Mortgage; Narayanan Vs. Sudarsan Trading Co. Ltd. [Kerala High Court, 06-07-1978]

Transfer of Property Act, 1882 – Section 58 (f) – Mortgage by deposit of title deeds – Suit for money due on a promissory note – Letter regarding deposit of title deeds does not create a mortgage – It is only a record of the transaction already entered into by the delivery of the title deeds – the letter itself was written giving the list of title deeds relating to the properties concerned – plaintiff would be entitled to a decree for sale of property also.

Mortgage

ILR 1979 (1) Ker. 710

IN THE HIGH COURT OF KERALA AT ERNAKULAM

T. Chandrasekhara Menon, J.

July 6, 1978

Sudarsan Trading Co. Vs. Sankar

S.A. No. 731 of 1975

Advocates: For Appellants: K.P. Dandapani, Sumathi Dandapani; For Respondent: K.P. Radhakrishna Menon, K.K. Ravindranath

JUDGMENT

1. The appellant is the plaintiff in O.S. 56/72 on the file of the Munsiff Court, Payyannur. The suit was for recovery of a sum of Rs. 4,215 alleged to be the balance principal and interest due on a promissory note.

2. Appellant plaintiff is a company registered under the Indian Companies Act. The first respondent joined a kuri conducted by the plaintiff company at Payyannur Branch. On the 5th instalment, the first defendant bid the kuri and received the price amount on 13th August 1969. At that time as security for future subscriptions to the kuri, the defendants executed a surety and security proposal form on 30th June 1969 as per Ext. A-1. On 13th August 1969, a pronote Ext. A-2 for Rs. 4,400 was executed as security for the future instalments due from the first defendant to the company. Second defendant stood as surety.
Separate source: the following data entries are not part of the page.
//! Alarm-firing notification collaborator.
//!
//! Surfacing a firing alarm to the user (screen, push, whatever the host
//! provides) is best-effort: a missing or failing handler is logged and
//! never rolls back the firing.

use std::sync::atomic::{AtomicBool, Ordering};
use std::sync::Mutex;

use tracing::info;
use uuid::Uuid;

use crate::alarms::Alarm;

/// Best-effort UI surfacing of a firing alarm.
pub trait AlarmNotifier: Send + Sync {
    /// Notifies the user that `alarm` is firing.
    fn notify_alarm_firing(&self, alarm: &Alarm) -> Result<(), String>;
}

/// Default notifier: writes the firing to the log.
#[derive(Debug, Default)]
pub struct LogNotifier;

impl AlarmNotifier for LogNotifier {
    fn notify_alarm_firing(&self, alarm: &Alarm) -> Result<(), String> {
        info!(id = %alarm.id, label = alarm.label.as_str(), time = %alarm.time, "Alarm firing");
        Ok(())
    }
}

/// Mock notifier for tests.
#[derive(Debug, Default)]
pub struct MockNotifier {
    notified: Mutex<Vec<Uuid>>,
    should_fail: AtomicBool,
}

impl MockNotifier {
    #[must_use]
    pub fn new() -> Self {
        Self::default()
    }

    pub fn set_should_fail(&self, fail: bool) {
        self.should_fail.store(fail, Ordering::SeqCst);
    }

    /// Returns the ids of alarms notified, in order.
    #[must_use]
    pub fn notified(&self) -> Vec<Uuid> {
        self.notified.lock().unwrap().clone()
    }
}

impl AlarmNotifier for MockNotifier {
    fn notify_alarm_firing(&self, alarm: &Alarm) -> Result<(), String> {
        if self.should_fail.load(Ordering::SeqCst) {
            return Err("mock notification failure".to_string());
        }
        self.notified.lock().unwrap().push(alarm.id);
        Ok(())
    }
}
According to the plaintiff after the execution of the promissory note the first defendant had made payments of Rs. 750 which is inclusive of the dividends upto 8th February, 1972. The amount due from 14th instalment is kept due. A notice was issued demanding the defendants to pay the entire balance amount as per Ext. A-7 on 20th September 1971. In the plaint it had been stated that title deeds deposited in the Cannanore Branch by the second defendant over properties allotted to her share in partition amounts to a mortgage by a deposit of title deeds. The plaintiff sought realisation of the amount concerned personally from the defendants and also by sale of the property mortgaged.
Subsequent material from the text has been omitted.